Now that it's almost November, it's probably about time I started on my 3rd edition of Cannonball Read reviews. My reading has dropped off drastically, and I'm barely scraping enough time together to get these reviews done now. Five months of the year has been taken up with fire academy. I read almost nothing but firefighting and hazardous materials books, and it was exhausting. I've also found that working full time sucks up your available free time like it's supposed to be your life's passion. But now that I am a bona fide volunteer firefighter, and recently become single, I'm finding more time to catch up on my reading and reviews. Since I read some of these books about, say, nine months ago, I am now discovering how much easier it is to write reviews right after reading the book. Thus, these first couple of reviews may be a little short because I can barely remember reading the books.

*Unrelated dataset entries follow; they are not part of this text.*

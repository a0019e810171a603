// src/pdf_text.rs

use lopdf::Document;
use tracing::{info, warn};

/// Result of attempting to extract text from a PDF.
#[derive(Debug)]
pub enum PdfContent {
    /// The PDF contains extractable text.
    Text(String),
    /// The PDF appears to be scanned / image-only, needs a vision model.
    ScannedImage,
    /// Something went wrong during extraction.
    Error(String),
}

/// Minimum number of non-whitespace characters we expect from a
/// "real" text PDF. Below this threshold we treat it as scanned.
const MIN_TEXT_CHARS: usize = 30;

/// Share of image-only pages above which the whole PDF counts as scanned.
const SCANNED_PAGE_RATIO: f64 = 0.8;

/// Takes raw PDF bytes and returns the local text layer, if any.
pub fn extract_text_from_pdf(pdf_bytes: &[u8]) -> PdfContent {
    let doc = match Document::load_mem(pdf_bytes) {
        Ok(d) => d,
        Err(e) => return PdfContent::Error(format!("Failed to parse PDF: {e}")),
    };

    if looks_like_scanned(&doc) {
        info!("PDF structural check: likely scanned / image-only");
        return PdfContent::ScannedImage;
    }

    match pdf_extract::extract_text_from_mem(pdf_bytes) {
        Ok(text) => classify_text(text),
        Err(e) => {
            warn!(error = %e, "pdf-extract failed, may be scanned or corrupted");
            PdfContent::ScannedImage
        }
    }
}

fn classify_text(text: String) -> PdfContent {
    let meaningful = text.chars().filter(|c| !c.is_whitespace()).count();
    if meaningful < MIN_TEXT_CHARS {
        info!(chars = meaningful, "Extracted text too short, treating as scanned");
        PdfContent::ScannedImage
    } else {
        info!(chars = meaningful, "Text extracted successfully");
        PdfContent::Text(text)
    }
}

/// A page counts as image-only when its `Resources` carry XObjects
/// but no fonts.
fn looks_like_scanned(doc: &Document) -> bool {
    let pages = doc.get_pages();
    if pages.is_empty() {
        return false;
    }

    let image_only_pages = pages
        .values()
        .filter_map(|id| doc.get_object(*id).ok())
        .filter_map(|obj| obj.as_dict().ok())
        .filter(|dict| {
            resource_has(doc, dict, b"XObject") && !resource_has(doc, dict, b"Font")
        })
        .count();

    let ratio = image_only_pages as f64 / pages.len() as f64;
    info!(
        total_pages = pages.len(),
        image_only = image_only_pages,
        ratio = format!("{ratio:.2}"),
        "Scanned-page analysis"
    );

    ratio >= SCANNED_PAGE_RATIO
}

/// Whether the page's resource dictionary has a non-empty `key` entry.
fn resource_has(doc: &Document, page_dict: &lopdf::Dictionary, key: &[u8]) -> bool {
    page_dict
        .get(b"Resources")
        .ok()
        .and_then(|r| doc.dereference(r).ok())
        .and_then(|(_, resolved)| resolved.as_dict().ok())
        .and_then(|res| res.get(key).ok())
        .and_then(|o| doc.dereference(o).ok())
        .and_then(|(_, resolved)| resolved.as_dict().ok())
        .is_some_and(|d| !d.is_empty())
}

#[cfg(test)]
pub(crate) mod tests {
    use super::*;
    use lopdf::content::{Content, Operation};
    use lopdf::{Object, Stream, dictionary};

    /// One-page PDF; `page` adds any objects it needs and returns the
    /// page's resources and drawing operations.
    fn single_page_pdf(
        page: impl FnOnce(&mut Document) -> (lopdf::Dictionary, Vec<Operation>),
    ) -> Vec<u8> {
        let mut doc = Document::with_version("1.5");
        let pages_id = doc.new_object_id();
        let (resources, operations) = page(&mut doc);
        let content = Content { operations };
        let content_id = doc.add_object(Stream::new(dictionary! {}, content.encode().unwrap()));
        let page_id = doc.add_object(dictionary! {
            "Type" => "Page",
            "Parent" => pages_id,
            "Contents" => content_id,
            "Resources" => resources,
        });
        let pages = dictionary! {
            "Type" => "Pages",
            "Kids" => vec![page_id.into()],
            "Count" => 1,
            "MediaBox" => vec![0.into(), 0.into(), 595.into(), 842.into()],
        };
        doc.objects.insert(pages_id, Object::Dictionary(pages));
        let catalog_id = doc.add_object(dictionary! {
            "Type" => "Catalog",
            "Pages" => pages_id,
        });
        doc.trailer.set("Root", catalog_id);

        let mut bytes = Vec::new();
        doc.save_to(&mut bytes).unwrap();
        bytes
    }

    /// A page that only paints an image, like a scanner produces.
    pub(crate) fn scanned_pdf() -> Vec<u8> {
        single_page_pdf(|doc| {
            let image_id = doc.add_object(Stream::new(
                dictionary! {
                    "Type" => "XObject",
                    "Subtype" => "Image",
                    "Width" => 1,
                    "Height" => 1,
                    "ColorSpace" => "DeviceGray",
                    "BitsPerComponent" => 8,
                },
                vec![0x80],
            ));
            let resources = dictionary! {
                "XObject" => dictionary! { "Im1" => image_id },
            };
            let operations = vec![
                Operation::new("q", vec![]),
                Operation::new(
                    "cm",
                    vec![595.into(), 0.into(), 0.into(), 842.into(), 0.into(), 0.into()],
                ),
                Operation::new("Do", vec!["Im1".into()]),
                Operation::new("Q", vec![]),
            ];
            (resources, operations)
        })
    }

    const TEXT_LINE: &str = "TAX INVOICE No INV-2025-001 GSTIN 27AAPFU0939F1ZV";

    /// A page with a real font and a line of text.
    pub(crate) fn text_pdf() -> Vec<u8> {
        single_page_pdf(|doc| {
            let font_id = doc.add_object(dictionary! {
                "Type" => "Font",
                "Subtype" => "Type1",
                "BaseFont" => "Helvetica",
                "Encoding" => "WinAnsiEncoding",
            });
            let resources = dictionary! {
                "Font" => dictionary! { "F1" => font_id },
            };
            let operations = vec![
                Operation::new("BT", vec![]),
                Operation::new("Tf", vec!["F1".into(), 12.into()]),
                Operation::new("Td", vec![72.into(), 700.into()]),
                Operation::new("Tj", vec![Object::string_literal(TEXT_LINE)]),
                Operation::new("ET", vec![]),
            ];
            (resources, operations)
        })
    }

    #[test]
    fn test_image_only_page_is_scanned() {
        assert!(matches!(
            extract_text_from_pdf(&scanned_pdf()),
            PdfContent::ScannedImage
        ));
    }

    #[test]
    fn test_text_layer_is_extracted() {
        match extract_text_from_pdf(&text_pdf()) {
            PdfContent::Text(text) => {
                assert!(text.contains("INV-2025-001"));
                assert!(text.contains("27AAPFU0939F1ZV"));
            }
            other => panic!("expected text, got {other:?}"),
        }
    }

    #[test]
    fn test_garbage_bytes() {
        let result = extract_text_from_pdf(b"this is not a pdf");
        assert!(matches!(result, PdfContent::Error(_)));
    }

    #[test]
    fn test_short_text_counts_as_scanned() {
        let result = classify_text("  Page 1 \n\n ".to_string());
        assert!(matches!(result, PdfContent::ScannedImage));
    }

    #[test]
    fn test_long_text_is_kept() {
        let text = "TAX INVOICE\nGSTIN: 27AAPFU0939F1ZV\nInvoice No: INV-2025-001\n".to_string();
        match classify_text(text.clone()) {
            PdfContent::Text(t) => assert_eq!(t, text),
            other => panic!("expected text, got {other:?}"),
        }
    }
}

Mary Roach is one of those people whose lives I admire. She seems to have found success at a profession where she can follow her own curiosities and whims, learn about them to an extent not always possible without the "press" label, and then write an entertaining book about those subjects. She's gone from sex to death to the afterlife, and I've enjoyed all of them--although Spook was probably my least favorite. In Packing for Mars: The Curious Science of Life in the Void (2010), Roach was able to experience weightlessness in the "vomit comet" airplane--something I've always wanted to experience.

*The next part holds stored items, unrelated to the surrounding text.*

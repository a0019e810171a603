use std::collections::HashMap;
use std::sync::Mutex;
use std::time::{Duration, Instant};

/// Whole-response cache keyed by route, each entry valid for `ttl`.
pub struct PageCache<V> {
    ttl: Duration,
    inner: Mutex<Inner<V>>,
}

struct Inner<V> {
    /// Bumped by every `invalidate_all`.
    generation: u64,
    entries: HashMap<String, (Instant, V)>,
}

impl<V: Clone> PageCache<V> {
    pub fn new(ttl: Duration) -> Self {
        Self {
            ttl,
            inner: Mutex::new(Inner {
                generation: 0,
                entries: HashMap::new(),
            }),
        }
    }

    pub fn get(&self, key: &str) -> Option<V> {
        self.get_at(key, Instant::now())
    }

    fn get_at(&self, key: &str, now: Instant) -> Option<V> {
        let mut inner = self.inner.lock().ok()?;
        let (stored, value) = inner.entries.get(key)?;
        if now.duration_since(*stored) < self.ttl {
            return Some(value.clone());
        }
        inner.entries.remove(key);
        None
    }

    /// Current generation; take it before loading a value to insert.
    pub fn generation(&self) -> u64 {
        self.inner.lock().map(|inner| inner.generation).unwrap_or(u64::MAX)
    }

    #[cfg(test)]
    pub fn insert(&self, key: &str, value: V) {
        let generation = self.generation();
        self.insert_if_current(key, value, generation);
    }

    /// Store `value` only if no invalidation happened since `generation`
    /// was read. Returns whether it was stored.
    pub fn insert_if_current(&self, key: &str, value: V, generation: u64) -> bool {
        let Ok(mut inner) = self.inner.lock() else {
            return false;
        };
        if inner.generation != generation {
            return false;
        }
        inner.entries.insert(key.to_string(), (Instant::now(), value));
        true
    }

    pub fn invalidate_all(&self) {
        if let Ok(mut inner) = self.inner.lock() {
            inner.generation = inner.generation.wrapping_add(1);
            inner.entries.clear();
        }
    }
}

#[cfg(test)]
mod tests {
    use super::*;

    #[test]
    fn test_hit_then_expire() {
        let cache = PageCache::new(Duration::from_secs(60));
        cache.insert("/records", 7);
        assert_eq!(cache.get("/records"), Some(7));
        assert_eq!(cache.get("/duplicates"), None);

        let later = Instant::now() + Duration::from_secs(61);
        assert_eq!(cache.get_at("/records", later), None);
        // Expired entries are evicted
        assert_eq!(cache.get("/records"), None);
    }

    #[test]
    fn test_zero_ttl_never_hits() {
        let cache = PageCache::new(Duration::ZERO);
        cache.insert("/records", "x".to_string());
        assert_eq!(cache.get("/records"), None);
    }

    #[test]
    fn test_invalidate_all() {
        let cache = PageCache::new(Duration::from_secs(60));
        cache.insert("/records", 1);
        cache.insert("/duplicates", 2);
        cache.invalidate_all();
        assert_eq!(cache.get("/records"), None);
        assert_eq!(cache.get("/duplicates"), None);
    }

    #[test]
    fn test_value_loaded_before_invalidation_is_not_cached() {
        let cache = PageCache::new(Duration::from_secs(60));
        let generation = cache.generation();

        // A write lands and clears the cache while the old rows are in hand
        cache.invalidate_all();

        assert!(!cache.insert_if_current("/records", "stale".to_string(), generation));
        assert_eq!(cache.get("/records"), None);

        let generation = cache.generation();
        assert!(cache.insert_if_current("/records", "fresh".to_string(), generation));
        assert_eq!(cache.get("/records"), Some("fresh".to_string()));
    }
}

Roach has an obvious interest in the often harrowing and adventurous life of astronauts and she delves into all of the aspects of that profession that most people don't think about or ignore. Not only does she describe how astronauts are chosen around the world--with some fascinating differences between the Americans and the Japanese, but she also explores all of the messy but necessary human functions and how they are managed in space (including eating, drinking, sex, and going to the bathroom). Roach also discusses what would be required for a trip to Mars, some of the experiments on animals and people before we made it into space, and other fascinating little bits of information that I cannot remember off the top of my head.
I found this book easy to read and a fascinating look at astronauts from a slightly different perspective. I am a fan of Mary Roach's irreverence and focus on the unusual, and I plan to read about whatever subject catches her interest for her next book.